■ Provided material ■
■ ■ ■ ■ ■

//! Call stack implementation
//!
//! This module provides the call stack for function execution:
//! - [`Stack`]: The call stack containing frames
//! - [`StackFrame`]: A single function's activation record
//! - [`FrameId`]: Identity of one activation, never reused within a run
//!
//! The module-level frame is always at the bottom. Its `locals` and
//! `globals` are the same namespace.

use super::value::Namespace;
use crate::parser::ast::FunctionDef;
use std::fmt;
use std::rc::Rc;

/// Unique identity of a stack frame
#[derive(Debug, Clone, Copy, PartialEq, Eq, Hash, PartialOrd, Ord)]
pub struct FrameId(pub u64);

impl fmt::Display for FrameId {
    fn fmt(&self, f: &mut fmt::Formatter<'_>) -> fmt::Result {
        write!(f, "#{}", self.0)
    }
}

/// Stack frame for a function call (or the module body)
#[derive(Debug, Clone)]
pub struct StackFrame {
    pub id: FrameId,
    pub function_name: Rc<str>,
    pub filename: Rc<str>,
    /// Line currently executing in this frame
    pub line: usize,
    pub locals: Namespace,
    pub globals: Namespace,
    /// `None` for module frames
    pub code: Option<Rc<FunctionDef>>,
    /// Enclosing function namespaces, innermost first
    pub closure: Vec<Namespace>,
}

impl StackFrame {
    pub fn is_module(&self) -> bool {
        self.code.is_none()
    }
}

/// Parameters for a new frame; the stack assigns the id
#[derive(Debug, Clone)]
pub struct FrameSpec {
    pub function_name: Rc<str>,
    pub filename: Rc<str>,
    pub line: usize,
    pub locals: Namespace,
    pub globals: Namespace,
    pub code: Option<Rc<FunctionDef>>,
    pub closure: Vec<Namespace>,
}

/// The call stack
#[derive(Debug, Default)]
pub struct Stack {
    frames: Vec<StackFrame>,
    next_id: u64,
}

impl Stack {
    pub fn new() -> Self {
        Self::default()
    }

    /// Push a new frame and return its id
    pub fn push_frame(&mut self, spec: FrameSpec) -> FrameId {
        let id = FrameId(self.next_id);
        self.next_id += 1;
        self.frames.push(StackFrame {
            id,
            function_name: spec.function_name,
            filename: spec.filename,
            line: spec.line,
            locals: spec.locals,
            globals: spec.globals,
            code: spec.code,
            closure: spec.closure,
        });
        id
    }

    pub fn pop_frame(&mut self) -> Option<StackFrame> {
        self.frames.pop()
    }

    pub fn current_frame(&self) -> Option<&StackFrame> {
        self.frames.last()
    }

    pub fn current_frame_mut(&mut self) -> Option<&mut StackFrame> {
        self.frames.last_mut()
    }

    /// Number of active frames
    pub fn depth(&self) -> usize {
        self.frames.len()
    }

    pub fn is_empty(&self) -> bool {
        self.frames.is_empty()
    }

    /// Frames from the bottom (module) to the top (current)
    pub fn frames(&self) -> impl DoubleEndedIterator<Item = &StackFrame> {
        self.frames.iter()
    }
}

#[cfg(test)]
mod tests {
    use super::*;
    use crate::memory::value::new_namespace;

    fn spec(name: &str) -> FrameSpec {
        let globals = new_namespace();
        FrameSpec {
            function_name: name.into(),
            filename: "<user-code>".into(),
            line: 1,
            locals: globals.clone(),
            globals,
            code: None,
            closure: Vec::new(),
        }
    }

    #[test]
    fn test_push_pop() {
        let mut stack = Stack::new();
        assert!(stack.is_empty());

        let first = stack.push_frame(spec("<module>"));
        let second = stack.push_frame(spec("f"));
        assert_ne!(first, second);
        assert_eq!(stack.depth(), 2);
        assert_eq!(&*stack.current_frame().unwrap().function_name, "f");

        stack.pop_frame();
        assert_eq!(stack.current_frame().unwrap().id, first);
    }

    #[test]
    fn test_ids_are_never_reused() {
        let mut stack = Stack::new();
        let a = stack.push_frame(spec("f"));
        stack.pop_frame();
        let b = stack.push_frame(spec("f"));
        assert_ne!(a, b);
    }
}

■ ■ ■ ■ ■

■ Activity ■
Which lines of the material contain the string "bool"? List each of them.

■ Response box ■
    pub fn is_module(&self) -> bool {
    pub fn is_empty(&self) -> bool {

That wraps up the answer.